* _WHAT IS BEING ASKED_
Beginning with the first line, please repeat the entries exactly and end on the line that contains "hint on where".

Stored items
......

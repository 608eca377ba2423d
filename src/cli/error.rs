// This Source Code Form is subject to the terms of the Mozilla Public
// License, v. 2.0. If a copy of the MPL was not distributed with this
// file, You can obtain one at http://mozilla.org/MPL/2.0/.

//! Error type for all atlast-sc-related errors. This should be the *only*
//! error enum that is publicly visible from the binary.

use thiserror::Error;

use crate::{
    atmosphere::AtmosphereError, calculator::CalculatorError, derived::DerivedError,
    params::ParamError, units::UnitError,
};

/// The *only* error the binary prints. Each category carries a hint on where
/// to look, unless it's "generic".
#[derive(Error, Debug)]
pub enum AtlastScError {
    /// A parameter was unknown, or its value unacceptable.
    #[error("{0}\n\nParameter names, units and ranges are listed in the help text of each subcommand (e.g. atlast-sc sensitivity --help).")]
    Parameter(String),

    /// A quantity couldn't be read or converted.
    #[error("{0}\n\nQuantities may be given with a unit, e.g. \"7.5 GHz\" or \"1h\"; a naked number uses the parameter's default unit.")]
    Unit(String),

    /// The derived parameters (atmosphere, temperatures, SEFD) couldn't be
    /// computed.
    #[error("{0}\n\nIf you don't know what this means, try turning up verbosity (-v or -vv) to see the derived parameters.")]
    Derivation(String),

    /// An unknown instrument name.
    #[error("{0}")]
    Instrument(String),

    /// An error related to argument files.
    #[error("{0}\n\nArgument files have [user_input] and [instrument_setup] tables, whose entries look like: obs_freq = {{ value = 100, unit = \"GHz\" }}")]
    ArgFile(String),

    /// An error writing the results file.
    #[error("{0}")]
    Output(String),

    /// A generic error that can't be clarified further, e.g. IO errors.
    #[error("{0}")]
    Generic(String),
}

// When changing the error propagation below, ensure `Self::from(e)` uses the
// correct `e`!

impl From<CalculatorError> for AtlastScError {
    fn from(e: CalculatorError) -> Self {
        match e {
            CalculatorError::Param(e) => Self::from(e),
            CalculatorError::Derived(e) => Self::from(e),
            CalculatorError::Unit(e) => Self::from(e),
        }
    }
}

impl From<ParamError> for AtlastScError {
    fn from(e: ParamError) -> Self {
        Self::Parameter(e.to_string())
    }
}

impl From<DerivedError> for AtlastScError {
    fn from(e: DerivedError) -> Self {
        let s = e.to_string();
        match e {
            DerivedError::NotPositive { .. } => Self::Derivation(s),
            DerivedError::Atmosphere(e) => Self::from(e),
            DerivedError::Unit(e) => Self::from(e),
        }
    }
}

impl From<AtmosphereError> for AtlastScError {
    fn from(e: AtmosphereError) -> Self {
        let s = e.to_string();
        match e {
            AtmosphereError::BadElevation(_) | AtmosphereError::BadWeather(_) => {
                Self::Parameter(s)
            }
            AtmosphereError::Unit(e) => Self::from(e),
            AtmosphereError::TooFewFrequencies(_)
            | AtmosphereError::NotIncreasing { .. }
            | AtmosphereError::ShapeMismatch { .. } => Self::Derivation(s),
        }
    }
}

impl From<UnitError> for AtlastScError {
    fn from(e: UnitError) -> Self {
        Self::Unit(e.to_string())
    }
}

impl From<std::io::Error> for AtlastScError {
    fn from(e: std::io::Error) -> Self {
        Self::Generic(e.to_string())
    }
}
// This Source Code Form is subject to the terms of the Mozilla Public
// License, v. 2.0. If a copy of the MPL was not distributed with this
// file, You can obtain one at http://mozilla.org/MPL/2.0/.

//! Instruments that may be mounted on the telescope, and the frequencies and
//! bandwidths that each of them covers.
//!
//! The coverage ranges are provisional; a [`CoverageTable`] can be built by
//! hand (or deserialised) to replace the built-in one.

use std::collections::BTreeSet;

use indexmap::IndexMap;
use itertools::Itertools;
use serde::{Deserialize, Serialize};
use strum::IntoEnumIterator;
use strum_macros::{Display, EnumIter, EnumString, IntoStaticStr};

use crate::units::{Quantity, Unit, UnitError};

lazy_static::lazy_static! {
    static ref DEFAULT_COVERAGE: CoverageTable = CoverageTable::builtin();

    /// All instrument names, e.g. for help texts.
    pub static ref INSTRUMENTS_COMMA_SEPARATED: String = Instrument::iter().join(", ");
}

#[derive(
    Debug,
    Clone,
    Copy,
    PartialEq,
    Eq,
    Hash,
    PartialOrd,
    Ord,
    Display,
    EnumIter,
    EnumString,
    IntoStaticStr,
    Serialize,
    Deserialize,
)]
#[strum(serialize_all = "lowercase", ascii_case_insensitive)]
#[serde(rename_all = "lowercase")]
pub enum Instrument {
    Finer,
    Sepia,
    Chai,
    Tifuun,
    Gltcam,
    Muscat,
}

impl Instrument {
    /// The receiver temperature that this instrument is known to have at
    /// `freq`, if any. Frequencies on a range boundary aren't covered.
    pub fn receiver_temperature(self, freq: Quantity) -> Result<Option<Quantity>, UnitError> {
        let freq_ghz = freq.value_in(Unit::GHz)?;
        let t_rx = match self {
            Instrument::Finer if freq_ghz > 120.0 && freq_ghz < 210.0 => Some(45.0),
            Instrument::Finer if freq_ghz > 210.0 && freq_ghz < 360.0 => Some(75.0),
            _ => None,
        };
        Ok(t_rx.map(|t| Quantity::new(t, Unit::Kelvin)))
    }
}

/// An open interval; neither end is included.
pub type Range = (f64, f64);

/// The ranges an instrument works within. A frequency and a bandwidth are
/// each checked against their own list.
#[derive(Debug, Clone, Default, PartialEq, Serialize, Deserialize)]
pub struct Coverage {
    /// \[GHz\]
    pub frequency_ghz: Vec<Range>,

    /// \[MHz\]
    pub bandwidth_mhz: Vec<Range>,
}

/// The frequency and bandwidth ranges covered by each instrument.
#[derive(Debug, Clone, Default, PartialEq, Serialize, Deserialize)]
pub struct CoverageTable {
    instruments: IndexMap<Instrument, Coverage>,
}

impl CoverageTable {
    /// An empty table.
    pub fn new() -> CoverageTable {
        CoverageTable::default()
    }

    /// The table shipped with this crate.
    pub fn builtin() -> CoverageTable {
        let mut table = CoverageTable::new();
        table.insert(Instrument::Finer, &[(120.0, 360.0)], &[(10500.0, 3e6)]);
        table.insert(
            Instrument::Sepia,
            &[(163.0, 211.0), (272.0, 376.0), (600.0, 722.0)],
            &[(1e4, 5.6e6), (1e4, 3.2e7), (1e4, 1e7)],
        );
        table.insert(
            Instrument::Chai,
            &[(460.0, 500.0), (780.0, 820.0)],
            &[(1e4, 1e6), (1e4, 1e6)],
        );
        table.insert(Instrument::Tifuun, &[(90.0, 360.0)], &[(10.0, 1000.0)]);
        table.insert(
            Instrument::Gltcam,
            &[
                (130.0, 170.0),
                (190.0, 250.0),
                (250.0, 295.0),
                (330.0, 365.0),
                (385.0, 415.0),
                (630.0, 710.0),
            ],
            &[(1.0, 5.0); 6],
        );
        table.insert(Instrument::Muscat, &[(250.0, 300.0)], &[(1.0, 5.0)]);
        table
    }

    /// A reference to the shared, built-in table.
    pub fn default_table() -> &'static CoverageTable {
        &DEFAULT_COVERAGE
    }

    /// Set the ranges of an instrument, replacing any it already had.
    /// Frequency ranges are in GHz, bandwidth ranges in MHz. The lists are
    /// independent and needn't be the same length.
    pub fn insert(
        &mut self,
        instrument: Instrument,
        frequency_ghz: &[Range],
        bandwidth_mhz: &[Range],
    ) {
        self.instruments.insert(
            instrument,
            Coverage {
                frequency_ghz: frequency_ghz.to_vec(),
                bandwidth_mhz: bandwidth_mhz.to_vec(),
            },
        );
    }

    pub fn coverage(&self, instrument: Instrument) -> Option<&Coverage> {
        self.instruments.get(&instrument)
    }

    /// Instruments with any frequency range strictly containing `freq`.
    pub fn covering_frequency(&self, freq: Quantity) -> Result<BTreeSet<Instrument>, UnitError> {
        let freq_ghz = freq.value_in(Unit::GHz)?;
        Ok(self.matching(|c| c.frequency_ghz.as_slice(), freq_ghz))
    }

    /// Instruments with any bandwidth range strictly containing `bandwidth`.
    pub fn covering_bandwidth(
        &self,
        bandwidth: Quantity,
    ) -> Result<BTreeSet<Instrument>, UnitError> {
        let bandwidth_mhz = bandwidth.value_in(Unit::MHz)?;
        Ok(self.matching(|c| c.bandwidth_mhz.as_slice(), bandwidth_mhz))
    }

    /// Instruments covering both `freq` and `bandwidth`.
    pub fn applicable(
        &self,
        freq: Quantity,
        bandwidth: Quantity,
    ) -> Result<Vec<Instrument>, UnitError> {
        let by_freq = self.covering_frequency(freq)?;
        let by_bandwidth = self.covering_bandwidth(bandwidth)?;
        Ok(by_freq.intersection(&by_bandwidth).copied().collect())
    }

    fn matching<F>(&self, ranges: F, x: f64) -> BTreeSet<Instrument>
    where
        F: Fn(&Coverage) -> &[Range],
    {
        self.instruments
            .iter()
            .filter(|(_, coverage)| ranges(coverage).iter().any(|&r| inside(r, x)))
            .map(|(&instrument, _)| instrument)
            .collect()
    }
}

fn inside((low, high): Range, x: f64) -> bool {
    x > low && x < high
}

......

* _EXERCISE RESULT_
repository 608eca377ba2423d
filename src/cli/error.rs
// This Source Code Form is subject to the terms of the Mozilla Public
// License, v. 2.0. If a copy of the MPL was not distributed with this
// file, You can obtain one at http://mozilla.org/MPL/2.0/.

//! Error type for all atlast-sc-related errors. This should be the *only*
//! error enum that is publicly visible from the binary.

use thiserror::Error;

use crate::{
    atmosphere::AtmosphereError, calculator::CalculatorError, derived::DerivedError,
    params::ParamError, units::UnitError,
};

/// The *only* error the binary prints. Each category carries a hint on where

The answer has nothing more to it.